(Exercise description):
Each record must be repeated exactly as it stands.
^^^^
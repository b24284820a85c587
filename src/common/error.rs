//! # Error Types
//!
//! Typed failures surfaced by every discovery operation. All variants carry
//! owned data so a terminal result can be cloned out of a task handle as many
//! times as the caller asks for it.

use std::time::Duration;
use thiserror::Error;

/// Failure of a discovery call.
#[derive(Debug, Clone, PartialEq, Error)]
pub enum DiscoveryError {
    /// The host environment is absent or has already been torn down.
    #[error("Invalid context: {0}")]
    InvalidContext(String),

    /// The request is missing its protocol version or application identifier.
    #[error("Invalid request: {0}")]
    InvalidRequest(String),

    /// Connecting to the discovery service or exchanging frames failed.
    #[error("Transport error: {0}")]
    Transport(String),

    /// No reply arrived within the caller's deadline.
    #[error("Deadline exceeded after {0:?}")]
    DeadlineExceeded(Duration),

    /// The service answered but the reply could not be interpreted.
    #[error("Malformed reply: {0}")]
    MalformedReply(String),

    /// The service explicitly reported that no cloudlet can serve the request.
    #[error("No cloudlet available for this request")]
    NoCloudlet,

    /// The service reported an error instead of a result.
    #[error("Rejected by discovery service: {0}")]
    Rejected(String),

    /// The task handle was cancelled by its caller.
    #[error("Call cancelled")]
    Cancelled,

    /// The worker pool could not be started or is no longer running.
    #[error("Executor error: {0}")]
    Executor(String),
}

impl DiscoveryError {
    /// Short, stable label used when aggregating failures.
    pub fn kind(&self) -> &'static str {
        match self {
            DiscoveryError::InvalidContext(_) => "invalid_context",
            DiscoveryError::InvalidRequest(_) => "invalid_request",
            DiscoveryError::Transport(_) => "transport",
            DiscoveryError::DeadlineExceeded(_) => "deadline_exceeded",
            DiscoveryError::MalformedReply(_) => "malformed_reply",
            DiscoveryError::NoCloudlet => "no_cloudlet",
            DiscoveryError::Rejected(_) => "rejected",
            DiscoveryError::Cancelled => "cancelled",
            DiscoveryError::Executor(_) => "executor",
        }
    }
}

impl From<std::io::Error> for DiscoveryError {
    fn from(e: std::io::Error) -> Self {
        DiscoveryError::Transport(e.to_string())
    }
}

/// Failure while reading one piece of device telemetry.
///
/// Never surfaced from request construction: the builder logs it and falls
/// back to defaults.
#[derive(Debug, Clone, PartialEq, Error)]
pub enum TelemetryError {
    #[error("permission denied: {0}")]
    PermissionDenied(String),

    #[error("telemetry unavailable: {0}")]
    Unavailable(String),
}

/// Result type for discovery operations
pub type Result<T> = std::result::Result<T, DiscoveryError>;
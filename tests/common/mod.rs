//! Mock discovery service shared by the integration tests.

#![allow(dead_code)]

use std::sync::atomic::{AtomicUsize, Ordering};
use std::sync::{Arc, Mutex};
use std::time::Duration;
use tokio::net::TcpListener;
use tokio::runtime::Runtime;

use cloudlet_discovery::client::StaticEnvironment;
use cloudlet_discovery::common::config::ClientConfig;
use cloudlet_discovery::common::connection::Connection;
use cloudlet_discovery::common::messages::{
    ApplicationContext, CarrierIdentity, CellTowerInfo, FindStatus, GpsLocationStatus, IdType,
    Message, TowerStatus, PROTOCOL_VERSION,
};

/// Reply after a delay, or `None` to hold the connection open without answering.
type Responder = dyn Fn(&Message) -> Option<(Duration, Message)> + Send + Sync;

/// A discovery service on an ephemeral localhost port, running on its own runtime.
pub struct MockDiscoveryService {
    runtime: Runtime,
    port: u16,
    connections: Arc<AtomicUsize>,
    received: Arc<Mutex<Vec<Message>>>,
}

impl MockDiscoveryService {
    pub fn start<F>(respond: F) -> Self
    where
        F: Fn(&Message) -> Option<(Duration, Message)> + Send + Sync + 'static,
    {
        let runtime = Runtime::new().unwrap();
        let listener = runtime.block_on(TcpListener::bind("127.0.0.1:0")).unwrap();
        let port = listener.local_addr().unwrap().port();

        let respond: Arc<Responder> = Arc::new(respond);
        let connections = Arc::new(AtomicUsize::new(0));
        let received = Arc::new(Mutex::new(Vec::new()));

        let accepted = connections.clone();
        let log = received.clone();
        runtime.spawn(async move {
            while let Ok((socket, _)) = listener.accept().await {
                accepted.fetch_add(1, Ordering::SeqCst);
                let respond = respond.clone();
                let log = log.clone();

                tokio::spawn(async move {
                    let mut conn = Connection::new(socket);
                    let Ok(Some(message)) = conn.read_message().await else {
                        return;
                    };
                    log.lock().unwrap().push(message.clone());

                    match respond(&message) {
                        Some((delay, reply)) => {
                            tokio::time::sleep(delay).await;
                            let _ = conn.write_message(&reply).await;
                        }
                        None => tokio::time::sleep(Duration::from_secs(30)).await,
                    }
                });
            }
        });

        Self {
            runtime,
            port,
            connections,
            received,
        }
    }

    pub fn port(&self) -> u16 {
        self.port
    }

    pub fn connections(&self) -> usize {
        self.connections.load(Ordering::SeqCst)
    }

    pub fn received(&self) -> Vec<Message> {
        self.received.lock().unwrap().clone()
    }
}

pub fn found(server: &str, service: &str) -> Message {
    Message::CloudletReply {
        ver: PROTOCOL_VERSION,
        status: FindStatus::Found,
        server: server.to_string(),
        service: service.to_string(),
    }
}

pub fn verified(status: GpsLocationStatus) -> Message {
    Message::VerifyReply {
        ver: PROTOCOL_VERSION,
        tower_status: TowerStatus::ConnectedToSpecifiedTower,
        gps_location_status: status,
        gps_location_accuracy_km: 2.0,
    }
}

/// A localhost port with nothing listening on it.
pub fn refused_port() -> u16 {
    let listener = std::net::TcpListener::bind("127.0.0.1:0").unwrap();
    listener.local_addr().unwrap().port()
}

pub fn config_for(port: u16, pool_size: usize) -> ClientConfig {
    let mut config = ClientConfig::default();
    config.discovery.host = "127.0.0.1".to_string();
    config.discovery.port = port;
    config.executor.pool_size = pool_size;
    config
}

pub fn environment() -> Arc<StaticEnvironment> {
    Arc::new(StaticEnvironment::new(
        Some(CarrierIdentity {
            id_type: IdType::Msisdn,
            id: "14155550100".to_string(),
            mnc: "26".to_string(),
            mcc: "310".to_string(),
            operator_name: "T-Mobile".to_string(),
        }),
        vec![CellTowerInfo {
            cell_id: 4321,
            location_area_code: 17,
        }],
        ApplicationContext {
            label: "EmptyMatchEngineApp".to_string(),
            app_id: String::new(),
        },
    ))
}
^^^^
(Result of this task):
repository b24284820a85c587
filename src/common/error.rs
//! # Error Types
//!
//! Typed failures surfaced by every discovery operation. All variants carry
//! owned data so a terminal result can be cloned out of a task handle as many
//! times as the caller asks for it.

use std::time::Duration;
use thiserror::Error;

/// Failure of a discovery call.
#[derive(Debug, Clone, PartialEq, Error)]
pub enum DiscoveryError {
    /// The host environment is absent or has already been torn down.
    #[error("Invalid context: {0}")]
    InvalidContext(String),

    /// The request is missing its protocol version or application identifier.
    #[error("Invalid request: {0}")]
    InvalidRequest(String),

    /// Connecting to the discovery service or exchanging frames failed.
    #[error("Transport error: {0}")]
    Transport(String),

    /// No reply arrived within the caller's deadline.
    #[error("Deadline exceeded after {0:?}")]
    DeadlineExceeded(Duration),

    /// The service answered but the reply could not be interpreted.
    #[error("Malformed reply: {0}")]
    MalformedReply(String),

    /// The service explicitly reported that no cloudlet can serve the request.
    #[error("No cloudlet available for this request")]
    NoCloudlet,

    /// The service reported an error instead of a result.
    #[error("Rejected by discovery service: {0}")]
    Rejected(String),

    /// The task handle was cancelled by its caller.
    #[error("Call cancelled")]
    Cancelled,

    /// The worker pool could not be started or is no longer running.
    #[error("Executor error: {0}")]
    Executor(String),
}

impl DiscoveryError {
    /// Short, stable label used when aggregating failures.
    pub fn kind(&self) -> &'static str {
        match self {
            DiscoveryError::InvalidContext(_) => "invalid_context",
            DiscoveryError::InvalidRequest(_) => "invalid_request",
            DiscoveryError::Transport(_) => "transport",
            DiscoveryError::DeadlineExceeded(_) => "deadline_exceeded",
            DiscoveryError::MalformedReply(_) => "malformed_reply",
            DiscoveryError::NoCloudlet => "no_cloudlet",
            DiscoveryError::Rejected(_) => "rejected",
            DiscoveryError::Cancelled => "cancelled",
            DiscoveryError::Executor(_) => "executor",
        }
    }
}

impl From<std::io::Error> for DiscoveryError {
    fn from(e: std::io::Error) -> Self {
        DiscoveryError::Transport(e.to_string())
    }
}

/// Failure while reading one piece of device telemetry.
///
/// Never surfaced from request construction: the builder logs it and falls
/// back to defaults.
#[derive(Debug, Clone, PartialEq, Error)]
pub enum TelemetryError {
    #[error("permission denied: {0}")]
    PermissionDenied(String),

    #[error("telemetry unavailable: {0}")]
    Unavailable(String),
}

/// Result type for discovery operations
pub type Result<T> = std::result::Result<T, DiscoveryError>;
filename tests/common/mod.rs
//! Mock discovery service shared by the integration tests.

#![allow(dead_code)]

use std::sync::atomic::{AtomicUsize, Ordering};
use std::sync::{Arc, Mutex};
use std::time::Duration;
use tokio::net::TcpListener;
use tokio::runtime::Runtime;

use cloudlet_discovery::client::StaticEnvironment;
use cloudlet_discovery::common::config::ClientConfig;
use cloudlet_discovery::common::connection::Connection;
use cloudlet_discovery::common::messages::{
    ApplicationContext, CarrierIdentity, CellTowerInfo, FindStatus, GpsLocationStatus, IdType,
    Message, TowerStatus, PROTOCOL_VERSION,
};

/// Reply after a delay, or `None` to hold the connection open without answering.
type Responder = dyn Fn(&Message) -> Option<(Duration, Message)> + Send + Sync;

/// A discovery service on an ephemeral localhost port, running on its own runtime.
pub struct MockDiscoveryService {
    runtime: Runtime,
    port: u16,
    connections: Arc<AtomicUsize>,
    received: Arc<Mutex<Vec<Message>>>,
}

impl MockDiscoveryService {
    pub fn start<F>(respond: F) -> Self
    where
        F: Fn(&Message) -> Option<(Duration, Message)> + Send + Sync + 'static,
    {
        let runtime = Runtime::new().unwrap();
        let listener = runtime.block_on(TcpListener::bind("127.0.0.1:0")).unwrap();
        let port = listener.local_addr().unwrap().port();

        let respond: Arc<Responder> = Arc::new(respond);
        let connections = Arc::new(AtomicUsize::new(0));
        let received = Arc::new(Mutex::new(Vec::new()));

        let accepted = connections.clone();
        let log = received.clone();
        runtime.spawn(async move {
            while let Ok((socket, _)) = listener.accept().await {
                accepted.fetch_add(1, Ordering::SeqCst);
                let respond = respond.clone();
                let log = log.clone();

                tokio::spawn(async move {
                    let mut conn = Connection::new(socket);
                    let Ok(Some(message)) = conn.read_message().await else {
                        return;
                    };
                    log.lock().unwrap().push(message.clone());

                    match respond(&message) {
                        Some((delay, reply)) => {
                            tokio::time::sleep(delay).await;
                            let _ = conn.write_message(&reply).await;
                        }
                        None => tokio::time::sleep(Duration::from_secs(30)).await,
                    }
                });
            }
        });

        Self {
            runtime,
            port,
            connections,
            received,
        }
    }

    pub fn port(&self) -> u16 {
        self.port
    }

    pub fn connections(&self) -> usize {
        self.connections.load(Ordering::SeqCst)
    }

    pub fn received(&self) -> Vec<Message> {
        self.received.lock().unwrap().clone()
    }
}

pub fn found(server: &str, service: &str) -> Message {
    Message::CloudletReply {
        ver: PROTOCOL_VERSION,
        status: FindStatus::Found,
        server: server.to_string(),
        service: service.to_string(),
    }
}

pub fn verified(status: GpsLocationStatus) -> Message {
    Message::VerifyReply {
        ver: PROTOCOL_VERSION,
        tower_status: TowerStatus::ConnectedToSpecifiedTower,
        gps_location_status: status,
        gps_location_accuracy_km: 2.0,
    }
}

/// A localhost port with nothing listening on it.
pub fn refused_port() -> u16 {
    let listener = std::net::TcpListener::bind("127.0.0.1:0").unwrap();
    listener.local_addr().unwrap().port()
}

pub fn config_for(port: u16, pool_size: usize) -> ClientConfig {
    let mut config = ClientConfig::default();
    config.discovery.host = "127.0.0.1".to_string();
    config.discovery.port = port;
    config.executor.pool_size = pool_size;
    config
}

pub fn environment() -> Arc<StaticEnvironment> {
    Arc::new(StaticEnvironment::new(
        Some(CarrierIdentity {
            id_type: IdType::Msisdn,
            id: "14155550100".to_string(),
            mnc: "26".to_string(),
            mcc: "310".to_string(),
            operator_name: "T-Mobile".to_string(),
        }),
        vec![CellTowerInfo {
            cell_id: 4321,
            location_area_code: 17,
        }],
        ApplicationContext {
            label: "EmptyMatchEngineApp".to_string(),
            app_id: String::new(),
        },
    ))
}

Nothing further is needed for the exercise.